Oxidative stress is defined as the imbalanced redox status in which prooxidants overwhelm antioxidant capacity, resulting in increased production of ROS. ROS have been implicated in the pathogenesis of virtually every stage of atherosclerosis [7, 8, 53]. ROS, especially superoxide anion and hydrogen peroxide, are important signaling molecules in cardiovascular cells. ROS participate in growth, apoptosis, and migration of VSMCs; these events play important roles in vascular diseases, suggesting that the sources of ROS and the signaling pathways that they modify may represent important therapeutic targets [54]. Numerous studies have shown that ROS influence cellular processes in vascular remodeling by turning on several intracellular signaling cascades.
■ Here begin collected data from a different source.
//! CLI commands.

pub mod collect;
pub mod init;
pub mod paths;
pub mod process;
pub mod verify;

use anyhow::{Context, Result};
use indicatif::{ProgressBar, ProgressStyle};
use privmap_core::Config;
use std::path::Path;
use std::time::Duration;

/// Reads and validates the configuration file.
pub fn load_config(path: &Path) -> Result<Config> {
    let config = Config::load(path)
        .with_context(|| format!("loading configuration from {}", path.display()))?;
    config.validate().context("invalid configuration")?;
    Ok(config)
}

/// A steady spinner with a message.
pub fn spinner(message: &str) -> ProgressBar {
    let pb = ProgressBar::new_spinner();
    pb.set_style(
        ProgressStyle::with_template("{spinner:.green} {msg}")
            .unwrap_or_else(|_| ProgressStyle::default_spinner()),
    );
    pb.set_message(message.to_string());
    pb.enable_steady_tick(Duration::from_millis(100));
    pb
}
/*!
  The execute stage: applies one decoded `Instruction` to a `Machine`.

  Operands resolve the same way for every generic instruction. The operand that can carry the
  immediate (operand 2, or operand 1 for PUSH and POP) reads

    `R + imm`         when direct, truncated to the operation width, or
    `[R + index]`     when indirect, the immediate read as a 16-bit natural index.

  Destinations are operand 1's register, or memory at the address it holds when indirect.
  32-bit results written to a register clear its upper half.

  An instruction either completes or fails without modifying the machine; every check that
  can fail runs before the first write.
*/

use crate::address::NaturalIndex;
use crate::bytecode::{Arguments, Instruction, Opcode, Register};
use crate::error::{ExecutionError, MemoryError};
use crate::machine::Machine;
use crate::memory::Width;

/// What the driving loop should do after an instruction.
#[derive(Clone, Copy, Debug, Eq, PartialEq)]
pub enum Outcome {
  Continue,
  /// RET: stop fetching.
  Halt,
}

/// Where an instruction's result goes.
#[derive(Clone, Copy, Debug, Eq, PartialEq)]
enum Location {
  Register(Register),
  Memory(u64),
}

impl Location {
  fn of(machine: &Machine, register: Register, indirect: bool, index: Option<NaturalIndex>) -> Location {
    match indirect {
      true  => {
        let base = machine.register(register);
        Location::Memory(index.map_or(base, |index| index.apply(base)))
      }
      false => Location::Register(register)
    }
  }

  fn load(&self, machine: &Machine, width: Width) -> Result<u64, MemoryError> {
    match self {
      Location::Register(register) => Ok(width.truncate(machine.register(*register))),
      Location::Memory(address)    => machine.memory().read(*address, width)
    }
  }

  fn store(&self, machine: &mut Machine, width: Width, value: u64) -> Result<(), MemoryError> {
    match self {
      Location::Register(register) => {
        machine.set_register(*register, width.truncate(value));
        Ok(())
      }
      Location::Memory(address) => machine.memory_mut().write(*address, width, value)
    }
  }
}

fn immediate_index(imm: Option<u32>) -> Option<NaturalIndex> {
  imm.map(|imm| NaturalIndex::decode(imm as u64, Width::Word))
}

/// Resolves the operand that may carry the immediate.
fn operand_value(
  machine  : &Machine,
  register : Register,
  indirect : bool,
  imm      : Option<u32>,
  width    : Width
) -> Result<u64, MemoryError> {
  match indirect {

    true  => Location::of(machine, register, true, immediate_index(imm)).load(machine, width),

    false => {
      let value = machine.register(register).wrapping_add(imm.unwrap_or(0) as u64);
      Ok(width.truncate(value))
    }

  }
}

/// Computes `left <op> right` at `width`. Both inputs are already truncated to `width`.
fn alu(opcode: Opcode, left: u64, right: u64, width: Width) -> Result<u64, ExecutionError> {
  let signed_left  = width.sign_extend(left);
  let signed_right = width.sign_extend(right);
  let shift        = (right % width.bits() as u64) as u32;

  let result =
    match opcode {
      Opcode::Not  => !right,
      Opcode::Neg  => right.wrapping_neg(),
      Opcode::Add  => left.wrapping_add(right),
      Opcode::Sub  => left.wrapping_sub(right),
      Opcode::Mul  => signed_left.wrapping_mul(signed_right) as u64,
      Opcode::MulU => left.wrapping_mul(right),
      Opcode::Div  => {
        divide_by(right)?;
        signed_left.wrapping_div(signed_right) as u64
      }
      Opcode::DivU => left / divide_by(right)?,
      Opcode::Mod  => {
        divide_by(right)?;
        signed_left.wrapping_rem(signed_right) as u64
      }
      Opcode::ModU => left % divide_by(right)?,
      Opcode::And  => left & right,
      Opcode::Or   => left | right,
      Opcode::Xor  => left ^ right,
      Opcode::Shl  => left << shift,
      Opcode::Shr  => left >> shift,
      _            => unreachable!("{} is not an arithmetic opcode", opcode)
    };

  Ok(width.truncate(result))
}

/// Passes a nonzero divisor through.
fn divide_by(divisor: u64) -> Result<u64, ExecutionError> {
  match divisor {
    0 => Err(ExecutionError::DivisionByZero),
    d => Ok(d)
  }
}

/**
  Applies `instruction` to `machine`. Errors abort the instruction before it writes anything.

  PUSH and POP with operand 1 = R0 leave R0 unspecified; no particular outcome is promised.
*/
pub fn execute(instruction: &Instruction, machine: &mut Machine) -> Result<Outcome, ExecutionError> {
  let width = Width::natural(instruction.is_64op());
  let imm   = instruction.imm();

  match instruction.opcode {

    Opcode::Nop => {}

    Opcode::Ret => return Ok(Outcome::Halt),

    Opcode::Not | Opcode::Neg => {
      let destination = Location::of(machine, instruction.operand1, instruction.op1_indirect, None);
      let source      = operand_value(
        machine, instruction.operand2, instruction.op2_indirect, imm, width
      )?;
      let result      = alu(instruction.opcode, 0, source, width)?;
      destination.store(machine, width, result)?;
    }

    Opcode::Push => {
      let value = operand_value(machine, instruction.operand1, instruction.op1_indirect, imm, width)?;
      let sp    = machine.register(Register::R0).wrapping_sub(width.bytes() as u64);
      machine.memory_mut().write(sp, width, value)?;
      machine.set_register(Register::R0, sp);
    }

    Opcode::Pop => {
      let sp          = machine.register(Register::R0);
      let value       = machine.memory().read(sp, width)?;
      let destination = Location::of(
        machine, instruction.operand1, instruction.op1_indirect, immediate_index(imm)
      );
      destination.store(machine, width, value)?;
      machine.set_register(Register::R0, sp.wrapping_add(width.bytes() as u64));
    }

    opcode if opcode.is_move() => move_value(instruction, machine)?,

    opcode => {
      let destination = Location::of(machine, instruction.operand1, instruction.op1_indirect, None);
      let left        = destination.load(machine, width)?;
      let right       = operand_value(
        machine, instruction.operand2, instruction.op2_indirect, imm, width
      )?;
      let result      = alu(opcode, left, right, width)?;
      destination.store(machine, width, result)?;
    }

  }

  Ok(Outcome::Continue)
}

/**
  MOV: copies `op_len` bytes from operand 2 to operand 1. Indexes displace indirect operands;
  on a direct source the index is added to the register value, on a direct destination it
  has no effect. A register destination receives the value zero-extended.
*/
fn move_value(instruction: &Instruction, machine: &mut Machine) -> Result<(), ExecutionError> {
  let (op_len, idx_len) = match instruction.opcode.move_widths() {
    Some(widths) => widths,
    None         => return Ok(())
  };
  let (op1_idx, op2_idx) = match instruction.arguments {
    Arguments::Move { op1_idx, op2_idx, .. } => (op1_idx, op2_idx),
    Arguments::Generic { .. }                => (None, None)
  };
  let op1_idx = op1_idx.map(|index| NaturalIndex::decode(index, idx_len));
  let op2_idx = op2_idx.map(|index| NaturalIndex::decode(index, idx_len));

  let value = match instruction.op2_indirect {
    true  => Location::of(machine, instruction.operand2, true, op2_idx).load(machine, op_len)?,
    false => {
      let base = machine.register(instruction.operand2);
      op_len.truncate(op2_idx.map_or(base, |index| index.apply(base)))
    }
  };

  let destination = Location::of(machine, instruction.operand1, instruction.op1_indirect, op1_idx);
  destination.store(machine, op_len, value)?;
  Ok(())
}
ROS potently activate mitogen-activated protein kinase members important in cell growth and differentiation, which induce expression of proinflammatory genes that play a role in the vascular inflammation associated with hypertension and atherosclerosis [54]. The present study provides the direct evidences that EGCG could maintain the concentrations of intracellular antioxidants found in biological systems. EGCG maintained GSH amounts in inflammatory cytokine-stressed HASMCs resulting in decreased TBARS.
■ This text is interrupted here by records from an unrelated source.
use ebcvm::{encode_instruction, Arguments, Instruction, Machine, Opcode, Register, Width};

const MEMORY_SIZE : usize = 0x1000;
const STACK_TOP   : u64   = 0x1000;
const DATA        : u64   = 0x800;

fn generic(
  opcode   : Opcode,
  operand1 : Register,
  operand2 : Register,
  indirect : bool,
  imm      : Option<u32>
) -> Instruction {
  Instruction {
    opcode,
    operand1,
    op1_indirect : false,
    operand2,
    op2_indirect : indirect,
    arguments    : Arguments::Generic { is_64op: true, imm }
  }
}

fn main() {

  #[cfg(feature = "trace_computation")]
  println!("Computation Tracing ENABLED");

  // Sums the two quad words at DATA and DATA + 8, keeps a copy of the first one, and pushes
  // the sum.
  let program = [
    // R1 <- [R2], R2 holds DATA
    Instruction {
      opcode       : Opcode::MovQQ,
      operand1     : Register::R1,
      op1_indirect : false,
      operand2     : Register::R2,
      op2_indirect : true,
      arguments    : Arguments::Move {
        op_len  : Width::Quad,
        idx_len : Width::Quad,
        op1_idx : None,
        op2_idx : None
      }
    },
    // R1 <- R1 + [R2 + 1 natural unit]
    generic(Opcode::Add, Register::R1, Register::R2, true, Some(0x1001)),
    // R3 <- R3 + R1
    generic(Opcode::Add, Register::R3, Register::R1, false, None),
    generic(Opcode::Push, Register::R3, Register::R0, false, None),
    generic(Opcode::Ret, Register::R0, Register::R0, false, None),
  ];

  let mut machine = Machine::new(MEMORY_SIZE);
  let mut address = 0u64;
  for instruction in program.iter() {
    let bytes = encode_instruction(instruction);
    println!("{:#06x}  {:<24}{}", address, format!("{:02x?}", bytes), instruction);
    if let Err(e) = machine.load(address, &bytes) {
      eprintln!("Error: {}", e);
      std::process::exit(1);
    }
    address += bytes.len() as u64;
  }

  let data = [40u64.to_le_bytes(), 2u64.to_le_bytes()].concat();
  if let Err(e) = machine.load(DATA, &data) {
    eprintln!("Error: {}", e);
    std::process::exit(1);
  }
  machine.set_register(Register::R0, STACK_TOP);
  machine.set_register(Register::R2, DATA);

  match machine.run(None) {
    Ok(executed) => {
      println!("Executed {} instructions.", executed);
      println!("{}", machine);
    }
    Err(e) => {
      eprintln!("Error: {}", e);
      println!("{}", machine);
      std::process::exit(1);
    }
  }

}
Advances in signal transduction network indicate that a battery of redox-sensitive transcription factors, such Nrf2, and their upstream kinases play an important regulatory role in HO-1 gene induction [55]. The transcription factor Nrf2 plays an essential role in the ARE-mediated expression of phase II detoxifying and antioxidant enzymes and in the activation of other stress inducible genes. These genes may play a vital role in the prevention of cell dysfunction as a result of free radical production [56]. In the present study, Nrf2 was found to be markedly induced in HASMCs exposed to EGCG. The translocation of Nrf2 into the nucleus with treatment of EGCG was also found to be associated with increases in its ARE transcriptional activity. Our data therefore suggest that EGCG may induce many ARE-associated genes via its potent induction of Nrf2.

5. Conclusions

In summary, our results demonstrated that (1) EGCG dose- and time-dependently induces HO-1 expression in HASMCs; (2) EGCG dose-dependently inhibits IL-1β-induced HASMC proliferation and cell cycle arrest; (3) EGCG dose-dependently reduces IL-1β-induced oxidative stress in HASMC; and (4) Nrf-2 mediated HO-1 expression may play a pivotal role for the antiproliferative effect of EGCG on VSMCs. Thus, EGCG may likely fulfill the definition of a pharmacological preconditioning agent for preventing cerebrovascular and cardiovascular diseases.

Conflict of Interests

The authors declare that they have no conflict of interests.